Stored dataset items
%%

use tracing::{debug, instrument};

use super::{DataCollection, DataItem};
use crate::memory::{SecureBuffer, SecureByteList};
use crate::wire::{WireError, WireFormat, WireReader, WireWriter};

/// Root of one vault's plaintext content.
#[derive(Debug, Clone, Default)]
pub struct DataStore {
    name: SecureBuffer,
    items: DataCollection<DataItem>,
}

impl DataStore {
    pub fn new(name: &[u8]) -> Self {
        Self {
            name: SecureBuffer::from_slice(name),
            items: DataCollection::new(),
        }
    }

    pub fn name(&self) -> &[u8] {
        self.name.as_slice()
    }

    pub fn items(&self) -> &DataCollection<DataItem> {
        &self.items
    }

    pub fn items_mut(&mut self) -> &mut DataCollection<DataItem> {
        &mut self.items
    }

    /// Combine replicas of one vault loaded from different sites.
    ///
    /// Items are aligned across replicas only, never within one: the k-th
    /// item named `n` in one replica pairs with the k-th item named `n` in
    /// each other replica. Each aligned group is combined with
    /// [`DataItem::merge_leaves`]. Unpaired items are kept, in first-seen
    /// order. A single replica is returned unchanged. The store name is
    /// taken from the first replica.
    #[instrument(level = "debug", skip(replicas), fields(replicas = replicas.len()))]
    pub fn reconcile_by_item_name(mut replicas: Vec<Self>) -> Option<Self> {
        if replicas.len() <= 1 {
            return replicas.pop();
        }
        let name = replicas.first()?.name.clone();
        // (last replica that contributed, aligned items)
        let mut groups: Vec<(usize, Vec<DataItem>)> = Vec::new();

        for (replica_index, replica) in replicas.into_iter().enumerate() {
            for item in replica.items {
                let slot = groups.iter_mut().find(|(last, group)| {
                    *last < replica_index && group[0].name() == item.name()
                });
                match slot {
                    Some((last, group)) => {
                        *last = replica_index;
                        group.push(item);
                    }
                    None => groups.push((replica_index, vec![item])),
                }
            }
        }

        let items: DataCollection<_> = groups
            .into_iter()
            .filter_map(|(_, group)| DataItem::merge_leaves(group))
            .collect();
        debug!(items = items.len(), "Reconciled store");
        Some(Self { name, items })
    }
}

impl WireFormat for DataStore {
    fn write_to(&self, out: &mut SecureByteList) -> Result<(), WireError> {
        let mark = out.begin_record()?;
        out.write_bytes(self.name.as_slice())?;
        self.items.write_to(out)?;
        out.end_record(mark)
    }

    fn read_from(reader: &mut WireReader<'_>) -> Result<Self, WireError> {
        let mut record = reader.read_record()?;
        let name = SecureBuffer::from_slice(record.read_bytes()?);
        let items = DataCollection::read_from(&mut record)?;
        Ok(Self { name, items })
    }
}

%%

WORK TO BE COMPLETED: Restate word for word the lines above, beginning at the first one and ending at the line that carries "for (replica_index, replica)".

EXERCISE RESULT:
use tracing::{debug, instrument};

use super::{DataCollection, DataItem};
use crate::memory::{SecureBuffer, SecureByteList};
use crate::wire::{WireError, WireFormat, WireReader, WireWriter};

/// Root of one vault's plaintext content.
#[derive(Debug, Clone, Default)]
pub struct DataStore {
    name: SecureBuffer,
    items: DataCollection<DataItem>,
}

impl DataStore {
    pub fn new(name: &[u8]) -> Self {
        Self {
            name: SecureBuffer::from_slice(name),
            items: DataCollection::new(),
        }
    }

    pub fn name(&self) -> &[u8] {
        self.name.as_slice()
    }

    pub fn items(&self) -> &DataCollection<DataItem> {
        &self.items
    }

    pub fn items_mut(&mut self) -> &mut DataCollection<DataItem> {
        &mut self.items
    }

    /// Combine replicas of one vault loaded from different sites.
    ///
    /// Items are aligned across replicas only, never within one: the k-th
    /// item named `n` in one replica pairs with the k-th item named `n` in
    /// each other replica. Each aligned group is combined with
    /// [`DataItem::merge_leaves`]. Unpaired items are kept, in first-seen
    /// order. A single replica is returned unchanged. The store name is
    /// taken from the first replica.
    #[instrument(level = "debug", skip(replicas), fields(replicas = replicas.len()))]
    pub fn reconcile_by_item_name(mut replicas: Vec<Self>) -> Option<Self> {
        if replicas.len() <= 1 {
            return replicas.pop();
        }
        let name = replicas.first()?.name.clone();
        // (last replica that contributed, aligned items)
        let mut groups: Vec<(usize, Vec<DataItem>)> = Vec::new();

        for (replica_index, replica) in replicas.into_iter().enumerate() {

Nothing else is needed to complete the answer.